Interested in gaining a better understanding of Asian culture? The Luce Scholars Program is a fantastic professional fellowship opportunity for recent college graduates and young professionals to spend a year in Asia. Fellows are assigned to professional positions in one of fifteen Asian countries, similar to the Peace Corps, and receive two-months of intensive language study, housing and a generous living stipend.
To be eligible for the Luce Scholars fellowship you must be nominated by one of 75 qualifying universities, a U.S. citizen under the age of 30, hold a bachelor’s degree, and have spent less than eight weeks in Asia. The Luce Scholars Program accepts fellows from a wide variety of backgrounds as evidenced by their past and present list of fellows.
“The program is designed as a cultural experience first and foremost.

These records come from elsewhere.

use chrono::{DateTime, Utc};
use serde::{Deserialize, Serialize};

use super::common::{
    deserialize_null_vec, deserialize_tags, ProjectExtraInfo, RefExtraInfo, StatusExtraInfo,
    UserExtraInfo,
};

/// Taiga task
#[derive(Debug, Clone, Serialize, Deserialize)]
pub struct Task {
    pub id: i64,
    #[serde(rename = "ref")]
    pub reference: i64,
    pub version: i64,
    pub subject: String,
    #[serde(default)]
    pub description: Option<String>,
    pub project: i64,
    #[serde(default)]
    pub user_story: Option<i64>,
    #[serde(default)]
    pub user_story_extra_info: Option<RefExtraInfo>,
    #[serde(default)]
    pub status: Option<i64>,
    #[serde(default)]
    pub status_extra_info: Option<StatusExtraInfo>,
    #[serde(default)]
    pub assigned_to: Option<i64>,
    #[serde(default)]
    pub assigned_to_extra_info: Option<UserExtraInfo>,
    #[serde(default)]
    pub owner: Option<i64>,
    #[serde(default)]
    pub owner_extra_info: Option<UserExtraInfo>,
    pub created_date: DateTime<Utc>,
    pub modified_date: DateTime<Utc>,
    #[serde(default)]
    pub finished_date: Option<DateTime<Utc>>,
    #[serde(default, deserialize_with = "deserialize_tags")]
    pub tags: Vec<String>,
    #[serde(default)]
    pub is_closed: bool,
    #[serde(default)]
    pub is_blocked: bool,
    #[serde(default)]
    pub project_extra_info: Option<ProjectExtraInfo>,
    #[serde(default)]
    pub milestone: Option<i64>,
    #[serde(default, deserialize_with = "deserialize_null_vec")]
    pub watchers: Vec<i64>,
}

/// Body of `POST /tasks`
#[derive(Debug, Clone, Serialize)]
pub struct CreateTaskRequest {
    pub project: i64,
    pub subject: String,
    #[serde(skip_serializing_if = "Option::is_none")]
    pub user_story: Option<i64>,
    #[serde(skip_serializing_if = "Option::is_none")]
    pub description: Option<String>,
    #[serde(skip_serializing_if = "Option::is_none")]
    pub status: Option<i64>,
    #[serde(skip_serializing_if = "Option::is_none")]
    pub tags: Option<Vec<String>>,
}

/// Body of `PATCH /tasks/{id}`
#[derive(Debug, Clone, Default, Serialize)]
pub struct UpdateTaskRequest {
    pub version: i64,
    #[serde(skip_serializing_if = "Option::is_none")]
    pub subject: Option<String>,
    #[serde(skip_serializing_if = "Option::is_none")]
    pub description: Option<String>,
    #[serde(skip_serializing_if = "Option::is_none")]
    pub status: Option<i64>,
    #[serde(skip_serializing_if = "Option::is_none")]
    pub assigned_to: Option<i64>,
    #[serde(skip_serializing_if = "Option::is_none")]
    pub tags: Option<Vec<String>>,
}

Each Scholar’s placement provides a professional venue and perspective, but the assignments themselves must be viewed as a mechanism through which to gain a broader understanding and appreciation of the culture in which one is living. As a purely professional experience, the year in Asia may not prove as satisfying as a similar assignment at home, often due to differences in management styles, political systems, work environments, and resource limitations. However, the insight gained through the year of cultural immersion and professional enrichment often makes their time in Asia a transformative experience for many Luce Scholars”. Read More.
The application for the Luce Scholars fellowship is typically November 1. To learn more about the Luce Scholoars Program please click here.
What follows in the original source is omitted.